O günden sonra da, zaman içinde, sinema kadar çevreyle de özdeşleşen bir isme dönüştü “Sundance.” Redford’un 2000’lerdeki en büyük ataklarından biri, kablolu televizyon yayını yapan Sundance Kanalı’nı kurmaktı. Sundance’in en büyük başarılarından biriyse, bugünlerde Türkiye’de NTV’de izleyebileceğiniz “Yeşil Ekran”a benzer “The Green” (Yeşil) kuşağını yayına sokmak oldu.
“The Green,” Küçük bir Gezegen için Büyük Fikirler dizisini ve çevre üzerine yapılmış çok sayıda kaliteli belgeseli ekrana taşırken, izleyenlere doğayla dost bir alternatif hayat arayışının fuzulî değil, küçük gezegenimizin kaderini değiştirebilecek kadar elzem olduğunu anlatmaya çalışıyor.
Ancak Sundance’in “yeşil” felsefesinin en önemli özelliği, pratik hayata bakarak yakıt, şehirleşme, konut, giyim, gıda, kozmetik ve benzeri alanlardaki tercihlerimizi nasıl “yeşil” kılabileceğimizi göstermesi. Bu da, sorunlara odaklı “negatif” bir bakıştan ziyade, çözümleri öne çıkaran “pozitif” bir yaklaşımı benimsemekle mümkün oluyor.
Robert Redford’un kendi sözleriyle aktaracak olursak, “geçmişin kıyamet tellallığına dayanan çevrecilik anlayışından kesin bir kopuşu” temsil ediyor Sundance: “Son 20 yılda çevreciler hep karanlık senaryolarla çıktılar ortaya, başımıza gelecek felaketleri anlatmaya odaklandılar. Tabii, biz bunu yaparken çevrenin kötüye gidişi konusunda insanları uyarmaya çalışıyorduk ama Amerikalılar bizi dinlemek istemedi. Sözlerimiz havada kaldı. Oysa şimdi çözümlerden bahsediyoruz; hayatın her alanında çevre sorunlarını çözmenin yolunu araştırıp bulan, uygulayan ve bu sayede para da kazanan insanların hikâyesini anlatıyoruz.”
Robert Redford bu sözlerle, çevreci zihniyetin yepyeni bir endüstriyi beslemesinin; Amerikan şirketleriyle Wall Street yatırımcılarının “yeşilden yeşil kazanmaya”, yani çevreciliği dolara çevirmeye başlamasının taraftarlığını yapıyor.
Anti-kapitalist, anti-globalist çevrecilerden tamamen farklı bir yaklaşımla, doğrudan sistemin kendi günahlarıyla yüzleşmesini ve kendi araçlarıyla arınmasını savunan bir pozisyon alıyor. Bununla birlikte, çevreciliğin siyasi izdüşümü konusunda kafası gayet net.
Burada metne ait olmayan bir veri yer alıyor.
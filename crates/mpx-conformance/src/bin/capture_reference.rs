#![forbid(unsafe_code)]

use mpx_conformance::capability::{SuiteGate, probe_capabilities};
use mpx_conformance::solve::{SolveInvocation, execute_solve};
use mpx_conformance::{HarnessConfig, find_scenario};
use mpx_results::{load_result_document, write_result_document};

fn main() {
    if let Err(err) = run() {
        eprintln!("capture_reference failed: {err}");
        std::process::exit(1);
    }
}

fn run() -> Result<(), String> {
    let mut scenario_name: Option<String> = None;
    let mut force = false;
    let mut args = std::env::args().skip(1);
    while let Some(arg) = args.next() {
        match arg.as_str() {
            "--scenario" => {
                scenario_name = Some(
                    args.next()
                        .ok_or_else(|| "--scenario requires a value".to_string())?,
                );
            }
            "--force" => force = true,
            "--help" | "-h" => {
                println!(
                    "Usage: cargo run -p mpx-conformance --bin capture_reference -- --scenario <name> [--force]"
                );
                return Ok(());
            }
            unknown => return Err(format!("unknown argument: {unknown}")),
        }
    }

    let name = scenario_name.ok_or_else(|| "--scenario is required".to_string())?;
    let scenario = find_scenario(&name).ok_or_else(|| format!("unknown scenario: {name}"))?;
    let cfg = HarnessConfig::from_env();

    if let SuiteGate::Unavailable(missing) = probe_capabilities(&cfg).gate() {
        return Err(missing.skip_reason(&cfg));
    }

    let reference_path = scenario.reference_path(&cfg);
    if reference_path.exists() && !force {
        return Err(format!(
            "{} already exists; pass --force to replace it",
            reference_path.display()
        ));
    }

    let invocation = SolveInvocation::for_scenario(&cfg, scenario);
    println!("***");
    println!("{}", invocation.command_line(&cfg.driver));
    let outcome = execute_solve(&cfg.driver, &invocation).map_err(|err| err.to_string())?;
    println!("***");
    if !outcome.success() {
        return Err(format!(
            "driver exited with {}; refusing to capture: {}",
            outcome.exit_code,
            outcome.diagnostics()
        ));
    }

    let document =
        load_result_document(&invocation.output_path).map_err(|err| err.to_string())?;
    write_result_document(&reference_path, &document).map_err(|err| err.to_string())?;
    println!(
        "captured {} solutions for {}",
        document.len(),
        scenario.test_id()
    );
    println!("wrote {}", reference_path.display());
    Ok(())
}
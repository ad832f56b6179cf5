#![forbid(unsafe_code)]

use mpx_conformance::scenario_log::set_scenario_log_path;
use mpx_conformance::{
    HarnessConfig, SCENARIOS, ScenarioSpec, SuiteReport, find_scenario, run_reference_scenarios,
};
use serde::Serialize;
use std::path::PathBuf;
use std::time::{SystemTime, UNIX_EPOCH};

#[derive(Debug, Serialize)]
struct GateSummary {
    status: &'static str,
    solver: String,
    driver: String,
    scenario_log: String,
    suite: String,
    case_count: usize,
    pass_count: usize,
    skipped: Option<String>,
    failures: Vec<String>,
}

fn main() {
    match run() {
        Ok(true) => {}
        Ok(false) => std::process::exit(2),
        Err(err) => {
            eprintln!("run_reference_gate failed: {err}");
            std::process::exit(1);
        }
    }
}

fn run() -> Result<bool, String> {
    let mut log_path: Option<PathBuf> = None;
    let mut selected: Vec<ScenarioSpec> = Vec::new();
    let mut args = std::env::args().skip(1);
    while let Some(arg) = args.next() {
        match arg.as_str() {
            "--log-path" => {
                let value = args
                    .next()
                    .ok_or_else(|| "--log-path requires a value".to_string())?;
                log_path = Some(PathBuf::from(value));
            }
            "--scenario" => {
                let value = args
                    .next()
                    .ok_or_else(|| "--scenario requires a value".to_string())?;
                let scenario =
                    find_scenario(&value).ok_or_else(|| format!("unknown scenario: {value}"))?;
                selected.push(scenario);
            }
            "--help" | "-h" => {
                println!(
                    "Usage: cargo run -p mpx-conformance --bin run_reference_gate -- [--log-path <path>] [--scenario <name>]..."
                );
                for scenario in SCENARIOS {
                    println!("  {:<10} {}", scenario.name, scenario.description);
                }
                return Ok(true);
            }
            unknown => return Err(format!("unknown argument: {unknown}")),
        }
    }

    let ts_millis = SystemTime::now()
        .duration_since(UNIX_EPOCH)
        .map_or(0, |duration| duration.as_millis());
    let log_path = log_path.unwrap_or_else(|| {
        PathBuf::from(env!("CARGO_MANIFEST_DIR"))
            .join("../../artifacts/logs")
            .join(format!("reference_gate_{ts_millis}.jsonl"))
    });
    set_scenario_log_path(Some(log_path.clone()));

    let cfg = HarnessConfig::from_env();
    let scenarios = if selected.is_empty() {
        SCENARIOS
    } else {
        selected.as_slice()
    };
    let report = run_reference_scenarios(&cfg, scenarios)?;

    let summary = summarize(&cfg, &report, &log_path);
    let passed = summary.status != "fail";
    let summary_json = serde_json::to_string_pretty(&summary)
        .map_err(|err| format!("failed serializing summary: {err}"))?;
    println!("{summary_json}");
    Ok(passed)
}

fn summarize(cfg: &HarnessConfig, report: &SuiteReport, log_path: &std::path::Path) -> GateSummary {
    let status = if report.is_skipped() {
        "skipped"
    } else if report.all_passed() {
        "pass"
    } else {
        "fail"
    };
    GateSummary {
        status,
        solver: cfg.solver.name.clone(),
        driver: cfg.driver.clone(),
        scenario_log: log_path.display().to_string(),
        suite: report.suite.to_string(),
        case_count: report.case_count,
        pass_count: report.pass_count,
        skipped: report.skipped.clone(),
        failures: report.failures.clone(),
    }
}
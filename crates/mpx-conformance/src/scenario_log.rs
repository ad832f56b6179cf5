#![forbid(unsafe_code)]

use serde::Serialize;
use sha2::{Digest, Sha256};
use std::fmt::Write as _;
use std::fs::{self, OpenOptions};
use std::io::Write;
use std::path::{Path, PathBuf};
use std::sync::{Mutex, OnceLock};

pub const SCENARIO_LOG_ENV: &str = "MPX_SCENARIO_LOG_PATH";

#[derive(Debug, Clone, Serialize)]
pub struct ScenarioLogEntry {
    pub suite_id: String,
    pub scenario_id: String,
    pub solver: String,
    pub command_line: String,
    pub exit_code: Option<i32>,
    pub outcome: String,
    pub reason_code: String,
    pub detail: String,
    pub reference_digest: Option<String>,
    pub result_digest: Option<String>,
    pub duration_ms: u64,
    pub ts_unix_ms: u128,
}

static SCENARIO_LOG_PATH: OnceLock<Mutex<Option<PathBuf>>> = OnceLock::new();
static SCENARIO_LOG_REQUIRED: OnceLock<Mutex<bool>> = OnceLock::new();

pub fn set_scenario_log_path(path: Option<PathBuf>) {
    let cell = SCENARIO_LOG_PATH.get_or_init(|| Mutex::new(None));
    if let Ok(mut slot) = cell.lock() {
        *slot = path;
    }
}

pub fn set_scenario_log_required(required: bool) {
    let cell = SCENARIO_LOG_REQUIRED.get_or_init(|| Mutex::new(false));
    if let Ok(mut slot) = cell.lock() {
        *slot = required;
    }
}

fn scenario_log_required() -> bool {
    SCENARIO_LOG_REQUIRED
        .get()
        .and_then(|cell| cell.lock().ok().map(|slot| *slot))
        .unwrap_or(false)
}

fn resolve_scenario_log_path() -> Result<Option<PathBuf>, String> {
    let configured = SCENARIO_LOG_PATH
        .get()
        .and_then(|cell| cell.lock().ok())
        .and_then(|slot| slot.clone());
    let from_env = std::env::var_os(SCENARIO_LOG_ENV).map(PathBuf::from);
    let Some(path) = configured.or(from_env) else {
        if scenario_log_required() {
            return Err(format!(
                "scenario log path is required but unset; configure --log-path or {SCENARIO_LOG_ENV}"
            ));
        }
        return Ok(None);
    };
    Ok(Some(path))
}

/// Appends `entry` as one JSON line when a log path is configured.
pub fn append_scenario_log(entry: &ScenarioLogEntry) -> Result<(), String> {
    let Some(path) = resolve_scenario_log_path()? else {
        return Ok(());
    };
    append_jsonl(&path, entry)
}

pub fn append_jsonl(path: &Path, entry: &ScenarioLogEntry) -> Result<(), String> {
    if let Some(parent) = path.parent() {
        fs::create_dir_all(parent)
            .map_err(|err| format!("failed creating {}: {err}", parent.display()))?;
    }

    let mut file = OpenOptions::new()
        .create(true)
        .append(true)
        .open(path)
        .map_err(|err| format!("failed opening {}: {err}", path.display()))?;
    let line = serde_json::to_string(entry)
        .map_err(|err| format!("failed serializing scenario log entry: {err}"))?;
    let mut payload = line.into_bytes();
    payload.push(b'\n');
    file.write_all(&payload)
        .map_err(|err| format!("failed appending scenario log {}: {err}", path.display()))
}

/// `sha256:<hex>` of the file contents, or `None` when it cannot be read.
#[must_use]
pub fn file_digest(path: &Path) -> Option<String> {
    fs::read(path).ok().map(|bytes| sha256_digest(&bytes))
}

#[must_use]
pub fn sha256_digest(bytes: &[u8]) -> String {
    let digest = Sha256::digest(bytes);
    let mut out = String::with_capacity(7 + digest.len() * 2);
    out.push_str("sha256:");
    for byte in digest {
        let _ = write!(&mut out, "{byte:02x}");
    }
    out
}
Redford’un Bush yönetimine duyduğu büyük öfkede, Irak Savaşı ve son yılların diğer askerî karar ve uygulamaları kadar “çevre düşmanı” politikaların da büyük payı var.
Bush sonrası Amerika’ya iyimser bir bakışla, “Gerçek anlamda ‘yeşil’ yasalar için 2009’u beklememiz gerekecek” diyor ve ekliyor Redford: “Kral Midas dokunduğu her şeyi altına dönüştürürdü. Bush ise dokunduğu her şeyi boka çeviriyor. Her şeyi. Ben bu adamla tanıştım. Bir baloncuğun içinde yaşıyor. Yakında patlayacak bir baloncuk bu.”